A few weeks ago, I posted a note reveling in the joy of having a solo day with my baby girl and just deeply delighting in it. It’s like a light bulb switched on for the first time in my motherhood chapter that said, “Oh, we’re finally having fun together!”
Don’t get me wrong, I’ve had fun with her since the beginning, but this is a different type of fun. I’m in a metal and emotional state that allows me the space to notice it. I mentioned in my last post, but this current chapter is providing the most breathing room I’ve had postpartum. There isn’t breastfeeding, erratic sleep schedules, major transitions like returning to work, or starting solids swirling around in my brain and feeding my anxiety. For the first time, everything is feeling a bit more settled and grounded. Without all that noise, it’s been easier to notice the delights of parenthood, like the one I mentioned in my note.
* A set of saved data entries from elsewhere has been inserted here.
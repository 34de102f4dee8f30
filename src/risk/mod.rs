//! Risk evaluation and return statistics
//!
//! Returns are consecutive percentage changes of a price series.
//! Annualization multiplies by the configured number of trading periods.

use crate::error::OrchestrationError;
use crate::models::{AssetRisk, PriceSeries, RiskMetrics};
use crate::Result;

/// Per-period returns for one asset; always one shorter than its price series
#[derive(Debug, Clone, PartialEq)]
pub struct ReturnSeries {
    pub ticker: String,
    pub returns: Vec<f64>,
}

impl ReturnSeries {
    pub fn from_prices(series: &PriceSeries) -> Result<Self> {
        Ok(Self {
            ticker: series.ticker.clone(),
            returns: percentage_changes(&series.prices)?,
        })
    }

    pub fn len(&self) -> usize {
        self.returns.len()
    }

    pub fn is_empty(&self) -> bool {
        self.returns.is_empty()
    }
}

pub fn percentage_changes(prices: &[f64]) -> Result<Vec<f64>> {
    if prices.len() < 2 {
        return Err(OrchestrationError::InsufficientData(format!(
            "need at least 2 prices to compute a return, got {}",
            prices.len()
        )));
    }
    if let Some(bad) = prices.iter().find(|p| !p.is_finite() || **p <= 0.0) {
        return Err(OrchestrationError::InvalidInput(format!(
            "prices must be positive, got {}",
            bad
        )));
    }

    Ok(prices.windows(2).map(|w| w[1] / w[0] - 1.0).collect())
}

/// Sample standard deviation of per-period returns scaled by `sqrt(periods_per_year)`.
/// A single return carries no dispersion and yields zero.
pub fn annualized_volatility(prices: &[f64], periods_per_year: f64) -> Result<f64> {
    let returns = percentage_changes(prices)?;
    Ok(sample_std(&returns) * periods_per_year.sqrt())
}

pub fn assess(series: &[PriceSeries], periods_per_year: f64) -> Result<RiskMetrics> {
    let assets = series
        .iter()
        .map(|s| {
            let returns = percentage_changes(&s.prices).map_err(|e| match e {
                OrchestrationError::InsufficientData(reason) => {
                    OrchestrationError::InsufficientData(format!("{}: {}", s.ticker, reason))
                }
                other => other,
            })?;
            Ok(AssetRisk {
                ticker: s.ticker.clone(),
                annualized_volatility: sample_std(&returns) * periods_per_year.sqrt(),
                observations: returns.len(),
            })
        })
        .collect::<Result<Vec<_>>>()?;

    Ok(RiskMetrics {
        periods_per_year,
        assets,
    })
}

/// Annualized mean returns and sample covariance across assets
#[derive(Debug, Clone, PartialEq)]
pub struct ReturnStatistics {
    pub tickers: Vec<String>,
    pub expected_returns: Vec<f64>,
    pub covariances: Vec<Vec<f64>>,
    pub observations: usize,
}

impl ReturnStatistics {
    /// Series of unequal length are aligned on their most recent common window.
    pub fn estimate(series: &[PriceSeries], periods_per_year: f64) -> Result<Self> {
        if series.is_empty() {
            return Err(OrchestrationError::InsufficientData(
                "no price series supplied".to_string(),
            ));
        }

        let returns = series
            .iter()
            .map(ReturnSeries::from_prices)
            .collect::<Result<Vec<_>>>()?;
        let window = returns.iter().map(ReturnSeries::len).min().unwrap_or(0);
        let aligned: Vec<&[f64]> = returns
            .iter()
            .map(|r| &r.returns[r.len() - window..])
            .collect();

        let means: Vec<f64> = aligned.iter().map(|r| mean(r)).collect();
        let n = aligned.len();
        let mut covariances = vec![vec![0.0; n]; n];
        if window > 1 {
            for i in 0..n {
                for j in i..n {
                    let cov = aligned[i]
                        .iter()
                        .zip(aligned[j].iter())
                        .map(|(a, b)| (a - means[i]) * (b - means[j]))
                        .sum::<f64>()
                        / (window - 1) as f64
                        * periods_per_year;
                    covariances[i][j] = cov;
                    covariances[j][i] = cov;
                }
            }
        }

        Ok(Self {
            tickers: returns.iter().map(|r| r.ticker.clone()).collect(),
            expected_returns: means.iter().map(|m| m * periods_per_year).collect(),
            covariances,
            observations: window,
        })
    }
}

fn mean(values: &[f64]) -> f64 {
    if values.is_empty() {
        return 0.0;
    }
    values.iter().sum::<f64>() / values.len() as f64
}

fn sample_std(values: &[f64]) -> f64 {
    if values.len() < 2 {
        return 0.0;
    }
    let m = mean(values);
    let variance =
        values.iter().map(|v| (v - m).powi(2)).sum::<f64>() / (values.len() - 1) as f64;
    variance.sqrt()
}

#[cfg(test)]
mod tests {
    use super::*;

    fn series(ticker: &str, prices: &[f64]) -> PriceSeries {
        PriceSeries {
            ticker: ticker.to_string(),
            prices: prices.to_vec(),
        }
    }

    #[test]
    fn test_constant_prices_have_zero_volatility() {
        let vol = annualized_volatility(&[100.0; 30], 252.0).unwrap();
        assert_eq!(vol, 0.0);
    }

    #[test]
    fn test_too_few_prices_is_insufficient_data() {
        for prices in [vec![], vec![101.0]] {
            assert!(matches!(
                annualized_volatility(&prices, 252.0),
                Err(OrchestrationError::InsufficientData(_))
            ));
        }
    }

    #[test]
    fn test_return_series_is_one_shorter() {
        let returns = ReturnSeries::from_prices(&series("X", &[100.0, 110.0, 99.0, 99.0])).unwrap();
        assert_eq!(returns.len(), 3);
        assert!((returns.returns[0] - 0.10).abs() < 1e-12);
        assert!((returns.returns[1] + 0.10).abs() < 1e-12);
        assert_eq!(returns.returns[2], 0.0);
    }

    #[test]
    fn test_volatility_matches_hand_computation() {
        // returns: +10%, -10%  → mean 0, sample std = sqrt(0.02) ≈ 0.141421
        let vol = annualized_volatility(&[100.0, 110.0, 99.0], 4.0).unwrap();
        assert!((vol - 0.02_f64.sqrt() * 2.0).abs() < 1e-12);
    }

    #[test]
    fn test_periods_per_year_scales_volatility() {
        let prices = [100.0, 102.0, 101.0, 104.0, 103.0];
        let daily = annualized_volatility(&prices, 252.0).unwrap();
        let weekly = annualized_volatility(&prices, 52.0).unwrap();
        assert!((daily / weekly - (252.0_f64 / 52.0).sqrt()).abs() < 1e-12);
    }

    #[test]
    fn test_non_positive_price_rejected() {
        assert!(matches!(
            annualized_volatility(&[100.0, 0.0, 100.0], 252.0),
            Err(OrchestrationError::InvalidInput(_))
        ));
    }

    #[test]
    fn test_statistics_align_and_annualize() {
        let stats = ReturnStatistics::estimate(
            &[
                series("A", &[50.0, 100.0, 110.0, 99.0]),
                series("B", &[200.0, 220.0, 198.0]),
            ],
            2.0,
        )
        .unwrap();

        assert_eq!(stats.observations, 2);
        assert_eq!(stats.tickers, vec!["A", "B"]);
        // Aligned returns for A are +10%, -10% (the first +100% falls outside the window).
        assert!(stats.expected_returns[0].abs() < 1e-12);
        assert!((stats.covariances[0][0] - 0.04).abs() < 1e-12);
        assert!((stats.covariances[0][1] - stats.covariances[1][0]).abs() < 1e-15);
    }

    #[test]
    fn test_assess_names_the_short_series() {
        let result = assess(&[series("A", &[1.0, 2.0]), series("B", &[3.0])], 252.0);
        match result {
            Err(OrchestrationError::InsufficientData(reason)) => assert!(reason.starts_with("B:")),
            other => panic!("unexpected: {:?}", other),
        }
    }
}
But what I think might be most significant is the gem that
replied with:When I read Julie’s reply, I think I short circuited for a moment as I tried to process the significance of what she was saying.
My kid and I have a relationship.
Like, we have inside jokes! One of which I’m going to attempt to explain, and it is going to sound absolutely banal to many, but those who know a child at 18 months will get it.
Zora is sitting at her highchair, sipping water from her Funtainer (yes that’s the actual brand name of her water bottle). I have an empty water glass.
Zora looks at me and says, “Momma water??”
Being the silly momma I am, I reply in a crying voice, “Momma doesn’t have any water!”
She burst out laughing like I’ve just closed down the house at a Madison Square Garden comedy show.
“Momma water!?!?!” she asks again laughing and taking it up a notch.
I happily repeat my line, really wanting to deliver. “Momma doesn’t have any water!”
We laugh and clumsily clank our cups together.Now, every few days when we’re sitting down for a meal, whether I have a glass in front of me or not, she’ll look at me with a slight smile and eyes that are already in on the joke, and we make ourselves laugh about my unfortunate water situation.
Now at 18 months, Zora can help me make a smoothie in the mornings and we’ve got a whole shared ritual around it. She stands in her kitchen tower, I measure out the frozen fruit and the oat milk, she very clumsily and haphazardly dumps it into the blender. I add the protein powder, yogurt, and peanut butter, and always give her the spoon to lick afterwards. It’s a mess and it’s not perfect, but it’s setting the foundation of the ways in which I hope we can continue to act as a team as she grows up.
When it’s time to blend the ingredients, I hold her in my arms, she counts down from three, and we watch our shared concoction turn into a “smooodie.” Once it’s ready, I stick a straw in it and we sit together, either on the kitchen floor or the couch. Zora has somehow come to think that all smoothies in the household are hers, so I have to slip in a few “Momma’s turn?” requests. She always generously thrusts her smoothie my way.
For an 18 month old, Zora is wildly verbal. Like a parrot, she will repeat any word or phrase she hears, she can sing her ABCs, and knows how to ask us to request a song on the Alexa. This week she picked up the phrase, “Absolutely not!” which I’m certain came straight from my mouth. The fact that her and I can have actual conversations, sing songs together, she can ask me to play with her, and can tell me what book she wants to read (always I Met a Moose in Maine One Day) has brought reciprocity into our dynamic for the first time.
While I didn’t hate the newborn phase, and every phase since then has had its own slice of wonder, I wish someone had told me that around 18 months things would get extra special. That my daughter and I would begin to form a new bond, with it’s own language, rituals, and rhythm. And perhaps even more gratifying, at a year and a half in, a lot of the “fun” parts about being a mom - dance parties in the living room, art class on the weekends, hanging out with mom friends while our kids play together - would start to really shine through.
Life with a toddler isn’t all sunshine and roses, but I’m soaking this moment up for as long as I can.
Get this week’s playlist here. <3
Sending you all a ton of love this week,
Meghan
Meghan!! Mentions aside, I love this sweet snippet into the growing relationship between you and Zora. I resonated with your note then and resonate with this piece so so much. Like, I want to annotate and comment on the whole thing 😂
“this current chapter is providing the most breathing room I’ve had postpartum…and grounded. Without all that noise, it’s been easier to notice the delights of parenthood…” this felt particularly poignant!
And I loved the scene you gave us — the inside jokes are the best!
Honestly I found the newborn stage just relentlessly boring but from 18 months/2 years everything is just magical! And it just gets better as they get older. We now spend every Sunday morning watching a 'show' my two girls have come up with where they set Alexa to play Katy Perry and dance around - best part of the weekend no matter the hour!